With his championship belt and a pair of gloves draped over his casket, Joe Frazier was going one more round.

The Rev. Jesse Jackson asked mourners to rise, put their hands together and for one last time “show your love” for the former heavyweight champion.

Muhammad Ali obliged.

Wearing a dark suit and sunglasses, a frail and trembling Ali rose from his seat and vigorously clapped for “Smokin’ Joe,” the fighter who handed Ali his first loss.

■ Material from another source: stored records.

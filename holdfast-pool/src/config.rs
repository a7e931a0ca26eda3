//! Pool configuration.

use holdfast_types::duration_ms;
use serde::{Deserialize, Serialize};
use std::time::Duration;

/// Shortest period accepted for the health check and acquire polling.
pub const MIN_POLL_INTERVAL: Duration = Duration::from_millis(1);

/// Configuration for the connection pool.
#[derive(Debug, Clone, PartialEq, Eq, Serialize, Deserialize)]
#[serde(default, rename_all = "camelCase")]
pub struct PoolConfig {
    /// Connections kept open even when idle.
    pub min_connections: usize,
    /// Hard upper bound on open connections.
    pub max_connections: usize,
    /// How long `acquire` waits for a free connection.
    #[serde(with = "duration_ms")]
    pub acquire_timeout: Duration,
    /// Idle connections older than this are retired (down to the minimum).
    #[serde(with = "duration_ms")]
    pub idle_timeout: Duration,
    /// Period of the background health check.
    #[serde(with = "duration_ms")]
    pub health_check_interval: Duration,
    /// How often a waiting `acquire` re-checks for a free connection.
    #[serde(with = "duration_ms")]
    pub acquire_poll_interval: Duration,
    /// Errors after which a connection is retired and replaced.
    pub max_errors: u32,
}

impl Default for PoolConfig {
    fn default() -> Self {
        Self {
            min_connections: 2,
            max_connections: 10,
            acquire_timeout: Duration::from_secs(10),
            idle_timeout: Duration::from_secs(300),
            health_check_interval: Duration::from_secs(60),
            acquire_poll_interval: Duration::from_millis(100),
            max_errors: 3,
        }
    }
}

impl PoolConfig {
    /// Sets the minimum and maximum pool size.
    pub fn with_bounds(mut self, min: usize, max: usize) -> Self {
        self.min_connections = min;
        self.max_connections = max.max(1).max(min);
        self
    }

    /// Sets the acquire timeout.
    pub fn with_acquire_timeout(mut self, timeout: Duration) -> Self {
        self.acquire_timeout = timeout;
        self
    }

    /// Sets the idle timeout.
    pub fn with_idle_timeout(mut self, timeout: Duration) -> Self {
        self.idle_timeout = timeout;
        self
    }

    /// Sets the health check interval (at least [`MIN_POLL_INTERVAL`]).
    pub fn with_health_check_interval(mut self, interval: Duration) -> Self {
        self.health_check_interval = interval.max(MIN_POLL_INTERVAL);
        self
    }

    /// Repairs values a config file may carry: an inverted or zero maximum
    /// and zero periods.
    pub fn normalized(self) -> Self {
        let (min, max) = (self.min_connections, self.max_connections);
        let interval = self.health_check_interval;
        let mut config = self.with_bounds(min, max).with_health_check_interval(interval);
        config.acquire_poll_interval = config.acquire_poll_interval.max(MIN_POLL_INTERVAL);
        config
    }
}
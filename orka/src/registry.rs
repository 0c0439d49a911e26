// orka/src/registry.rs

//! `Orka<E>`: a registry holding one pipeline per context data type.

use crate::core::context_data::ContextData;
use crate::core::control::PipelineResult;
use crate::error::OrkaError;
use crate::pipeline::definition::Pipeline as CorePipeline;

use async_trait::async_trait;
use parking_lot::RwLock;
use std::any::{Any, TypeId};
use std::collections::HashMap;
use std::marker::PhantomData;
use std::sync::Arc;
use tracing::{event, instrument, Level};

/// Type-erased runner so pipelines over different `TData` share one map.
#[async_trait]
trait AnyPipelineRunner<ApplicationError>: Send + Sync
where
  ApplicationError: std::error::Error + Send + Sync + 'static,
{
  /// `ctx_obj` holds a `ContextData<TData>` for the wrapped pipeline.
  async fn run_erased(&self, ctx_obj: Box<dyn Any + Send>) -> Result<PipelineResult, ApplicationError>;
}

struct PipelineWrapper<TData, PipelineHandlerError, ApplicationError>
where
  TData: 'static + Send + Sync,
  PipelineHandlerError: std::error::Error + From<OrkaError> + Send + Sync + 'static,
{
  pipeline: Arc<CorePipeline<TData, PipelineHandlerError>>,
  _phantom_app_err: PhantomData<fn() -> ApplicationError>,
}

#[async_trait]
impl<TData, PipelineHandlerError, ApplicationError> AnyPipelineRunner<ApplicationError>
  for PipelineWrapper<TData, PipelineHandlerError, ApplicationError>
where
  TData: 'static + Send + Sync,
  PipelineHandlerError: std::error::Error + From<OrkaError> + Send + Sync + 'static,
  ApplicationError: std::error::Error + From<PipelineHandlerError> + From<OrkaError> + Send + Sync + 'static,
{
  #[instrument(
    name = "PipelineWrapper::run_erased",
    skip_all,
    fields(target_tdata_type = %std::any::type_name::<TData>()),
    err(Display)
  )]
  async fn run_erased(&self, ctx_obj: Box<dyn Any + Send>) -> Result<PipelineResult, ApplicationError> {
    let typed_ctx_data = match ctx_obj.downcast::<ContextData<TData>>() {
      Ok(boxed_ctx_data) => *boxed_ctx_data,
      Err(_) => {
        let expected_type = std::any::type_name::<ContextData<TData>>();
        event!(Level::ERROR, "Context object type mismatch. Expected {}.", expected_type);
        return Err(ApplicationError::from(OrkaError::TypeMismatch {
          step_name: "registry_dispatch".to_string(),
          expected_type: expected_type.to_string(),
        }));
      }
    };

    self.pipeline.run(typed_ctx_data).await.map_err(ApplicationError::from)
  }
}

/// The pipeline registry. `Orka::run` returns `ApplicationError`, which must
/// absorb both engine errors and every registered pipeline's handler error.
pub struct Orka<ApplicationError = OrkaError>
where
  ApplicationError: std::error::Error + From<OrkaError> + Send + Sync + 'static,
{
  registry: RwLock<HashMap<TypeId, Arc<dyn AnyPipelineRunner<ApplicationError>>>>,
}

impl<ApplicationError> Orka<ApplicationError>
where
  ApplicationError: std::error::Error + From<OrkaError> + Send + Sync + 'static,
{
  pub fn new() -> Self {
    Self {
      registry: RwLock::new(HashMap::new()),
    }
  }

  /// Registers `pipeline` under its context data type. A second pipeline for
  /// the same `TData` replaces the first.
  pub fn register_pipeline<TData, PipelineHandlerError>(&self, pipeline: CorePipeline<TData, PipelineHandlerError>)
  where
    TData: 'static + Send + Sync,
    PipelineHandlerError: std::error::Error + From<OrkaError> + Send + Sync + 'static,
    ApplicationError: From<PipelineHandlerError>,
  {
    event!(
      Level::DEBUG,
      tdata_type = %std::any::type_name::<TData>(),
      steps = ?pipeline.step_names(),
      "Registering pipeline."
    );
    let wrapper = PipelineWrapper::<TData, PipelineHandlerError, ApplicationError> {
      pipeline: Arc::new(pipeline),
      _phantom_app_err: PhantomData,
    };
    self.registry.write().insert(TypeId::of::<TData>(), Arc::new(wrapper));
  }

  pub fn is_registered<TData: 'static + Send + Sync>(&self) -> bool {
    self.registry.read().contains_key(&TypeId::of::<TData>())
  }

  /// Runs the pipeline registered for `TData`. Results are read back from
  /// `ctx_data` afterwards, since the caller keeps its own clone.
  pub async fn run<TData>(&self, ctx_data: ContextData<TData>) -> Result<PipelineResult, ApplicationError>
  where
    TData: 'static + Send + Sync,
  {
    let runner = self.registry.read().get(&TypeId::of::<TData>()).cloned();
    let runner = runner.ok_or_else(|| {
      let type_name = std::any::type_name::<TData>();
      event!(Level::ERROR, "No pipeline registered for TData type {}.", type_name);
      ApplicationError::from(OrkaError::ConfigurationError {
        step_name: "Orka::run".to_string(),
        message: format!("No pipeline registered for TData type {}", type_name),
      })
    })?;

    runner.run_erased(Box::new(ctx_data)).await
  }
}

impl<ApplicationError> Default for Orka<ApplicationError>
where
  ApplicationError: std::error::Error + From<OrkaError> + Send + Sync + 'static,
{
  fn default() -> Self {
    Self::new()
  }
}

Ali was among the nearly 4,000 people who packed the Enon Tabernacle Baptist Church in Philadelphia, where Frazier spent much of his life, for a two-hour “joyful celebration” in honor of the boxer. He died last week of liver cancer at the age of 67. Also attending were former heavyweight champion Larry Holmes, fellow Philadelphia fighter and longtime middleweight champion Bernard Hopkins and promoter Don King.

His body ravaged by Parkinson’s disease, Ali was accompanied by members of his family and wife, Lonnie, who rubbed his back while he was seated and held his hands as he entered and left the church.

Jackson delivered a stirring eulogy, describing Frazier as someone who “came from segregation, degradation and disgrace to amazing grace.”

“Tell them Rocky was not a champion. Joe Frazier was,” he said, referring to the hometown character from the boxing movie, “Rocky,” whose statue stands at the base of the Philadelphia Museum of Art. “Tell them Rocky is fictitious, Joe was reality. Rocky’s fists are frozen in stone. Joe’s fists are smokin’. Rocky never faced Ali or Holmes or [George] Foreman. Rocky never tasted his own blood.

“There deserves to be a statue of Joe Frazier in downtown Philadelphia.”